# [EXERCISE BRIEF]
Where a line of the data below has the string "IntoResponse", copy that line.

# [ENTRIES SUPPLIED]
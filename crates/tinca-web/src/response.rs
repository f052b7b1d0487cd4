//! JSON envelope and error mapping
//!
//! Every response, success or failure, is `{success, message, data}`.

use axum::http::StatusCode;
use axum::response::{IntoResponse, Response};
use axum::Json;
use serde::Serialize;
use tinca_core::CoreError;
use tracing::{error, warn};

#[derive(Debug, Serialize)]
pub struct Envelope<T> {
    pub success: bool,
    pub message: String,
    pub data: Option<T>,
}

/// Successful response with a status code
pub struct ApiResponse<T> {
    status: StatusCode,
    message: &'static str,
    data: T,
}

impl<T: Serialize> ApiResponse<T> {
    pub fn ok(data: T, message: &'static str) -> Self {
        Self {
            status: StatusCode::OK,
            message,
            data,
        }
    }

    pub fn created(data: T, message: &'static str) -> Self {
        Self {
            status: StatusCode::CREATED,
            message,
            data,
        }
    }
}

impl<T: Serialize> IntoResponse for ApiResponse<T> {
    fn into_response(self) -> Response {
        let body = Envelope {
            success: true,
            message: self.message.to_string(),
            data: Some(self.data),
        };
        (self.status, Json(body)).into_response()
    }
}

#[derive(Debug, thiserror::Error)]
pub enum ApiError {
    #[error("{0}")]
    BadRequest(String),

    #[error("{0}")]
    Unauthorized(String),

    #[error(transparent)]
    Core(#[from] CoreError),

    #[error("{0}")]
    Internal(String),
}

impl ApiError {
    pub fn status(&self) -> StatusCode {
        match self {
            ApiError::BadRequest(_) => StatusCode::BAD_REQUEST,
            ApiError::Unauthorized(_) => StatusCode::UNAUTHORIZED,
            ApiError::Internal(_) => StatusCode::INTERNAL_SERVER_ERROR,
            ApiError::Core(e) if e.is_conflict() => StatusCode::CONFLICT,
            ApiError::Core(CoreError::InvalidCredentials) => StatusCode::UNAUTHORIZED,
            ApiError::Core(_) => StatusCode::INTERNAL_SERVER_ERROR,
        }
    }
}

impl IntoResponse for ApiError {
    fn into_response(self) -> Response {
        let status = self.status();
        if status.is_server_error() {
            error!(error = %self, "Request failed");
        } else {
            warn!(status = status.as_u16(), error = %self, "Request rejected");
        }

        let body: Envelope<()> = Envelope {
            success: false,
            message: self.to_string(),
            data: None,
        };
        (status, Json(body)).into_response()
    }
}

pub type ApiResult<T> = Result<ApiResponse<T>, ApiError>;

#[cfg(test)]
mod tests {
    use super::*;

    #[test]
    fn test_status_mapping() {
        let dup = ApiError::from(CoreError::Duplicate {
            user_id: 1,
            game_id: "g".into(),
        });
        assert_eq!(dup.status(), StatusCode::CONFLICT);
        let taken = ApiError::from(CoreError::DuplicateUser {
            username: "alice".into(),
        });
        assert_eq!(taken.status(), StatusCode::CONFLICT);
        assert_eq!(
            ApiError::from(CoreError::InvalidCredentials).status(),
            StatusCode::UNAUTHORIZED
        );
        assert_eq!(
            ApiError::from(CoreError::cache("get", "down")).status(),
            StatusCode::INTERNAL_SERVER_ERROR
        );
        assert_eq!(
            ApiError::BadRequest("x".into()).status(),
            StatusCode::BAD_REQUEST
        );
    }
}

# [THE ANSWER]
use axum::response::{IntoResponse, Response};
impl<T: Serialize> IntoResponse for ApiResponse<T> {
impl IntoResponse for ApiError {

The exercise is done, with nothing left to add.